The current apple variety block, a block of apples grown by the county Extension to test how well different varieties will fare in the county, has 19 hard cider varieties that were planted in 2014, but because the block had to be moved last year, the trees had to be cut back, so there's not enough yield make solid conclusions on their success or failure, Owings said, though he's hoping to have some fruit this summer or fall.
But Ward doesn't expect too many challenges in growing the fruit, pointing out that they'll be grown for cider not fresh fruit, so they won't have to be USDA Good Agricultural Practices (GAP) certified.
"We don't care if they have spots on them," Ward said, but there can't be any rot and he doesn't want to overspray because a systematic fungicide in the fruit can affect the fermentation process.
Last time they went, they spent a lot of time in the orchards and have a good handle on the farming practices used in France.
The climate in Normandy, France isn't too much different than here, he said, with Owings adding that the schedule for bud break there is about three to four weeks behind Henderson County's.
Owings hopes to work with different root stocks to eliminate the fire blight susceptibility, and said that while in France, he's really interested in seeing the nurseries.
"We're not trying to prove something to somebody," Ward said. "If you can grow things in Europe you can grow them here.
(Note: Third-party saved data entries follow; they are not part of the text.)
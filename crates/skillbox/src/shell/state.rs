//! Per-execution shell state.

use std::collections::HashMap;

/// Variables, positional parameters and working directory for one
/// execution. Scripts run with `sh`/`bash` get a child copy; `source` shares
/// the parent's.
#[derive(Debug, Clone)]
pub(crate) struct ShellState {
    pub(crate) cwd: String,
    pub(crate) env: HashMap<String, String>,
    /// `$0`, `$1`, ...
    pub(crate) positional: Vec<String>,
    pub(crate) last_status: i32,
    /// Set by `exit`; stops the current script.
    pub(crate) exit: Option<i32>,
    pub(crate) depth: usize,
}

impl ShellState {
    pub(crate) fn new(cwd: String) -> Self {
        let mut env = HashMap::new();
        env.insert("HOME".to_string(), "/".to_string());
        env.insert("PWD".to_string(), cwd.clone());
        Self {
            cwd,
            env,
            positional: vec!["skillbox".to_string()],
            last_status: 0,
            exit: None,
            depth: 0,
        }
    }

    /// State for a script run in a child shell.
    pub(crate) fn child(&self, positional: Vec<String>, extra_env: &[(String, String)]) -> Self {
        let mut env = self.env.clone();
        env.extend(extra_env.iter().cloned());
        Self {
            cwd: self.cwd.clone(),
            env,
            positional,
            last_status: 0,
            exit: None,
            depth: self.depth + 1,
        }
    }

    pub(crate) fn set_cwd(&mut self, cwd: String) {
        self.env.insert("PWD".to_string(), cwd.clone());
        self.cwd = cwd;
    }

    /// Positional arguments without `$0`.
    pub(crate) fn args(&self) -> &[String] {
        self.positional.get(1..).unwrap_or(&[])
    }

    /// Look up a variable, including the special parameters.
    pub(crate) fn lookup(&self, name: &str) -> Option<String> {
        match name {
            "?" => Some(self.last_status.to_string()),
            "#" => Some(self.args().len().to_string()),
            "@" => Some(self.args().join(" ")),
            _ if name.chars().all(|c| c.is_ascii_digit()) => name
                .parse::<usize>()
                .ok()
                .and_then(|n| self.positional.get(n).cloned()),
            _ => self.env.get(name).cloned(),
        }
    }
}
It may take us a little bit of ironing out, but we want those varieties here."
Just down Chestnut Gap road from St. Paul, Ward and company are refurbishing a barn built in the 1930s that will eventually be the cider headquarters, with tasting upstairs and on the back porch and semi-underground, climate controlled storage downstairs.
"We will find the varieties and bring them back here one way or another, whether it takes that trip or another trip, we will do that, because it's no different saying we're going to go get some French vinifera over here. We just want to make it more plentiful to where it can be more widespread," Ward said. "Hopefully in the long haul, you're not going to have everybody push up their apple trees and put cider apples in, but if you can take.20-percent of your land, 10-percent of your land and make five times the profit off that land, that helps keep you sustainable."
Ward currently has about 50 acres and hopes to eventually plant up to nine acres behind the barn with the cider apples. Cider apples will also fetch a higher price for growers, with Owings quoting a rate of $400 per 20-bushel bin.
"We're trying to really push the envelope on high-quality, high-end agricultural products that are produced here in North Carolina," Ward said.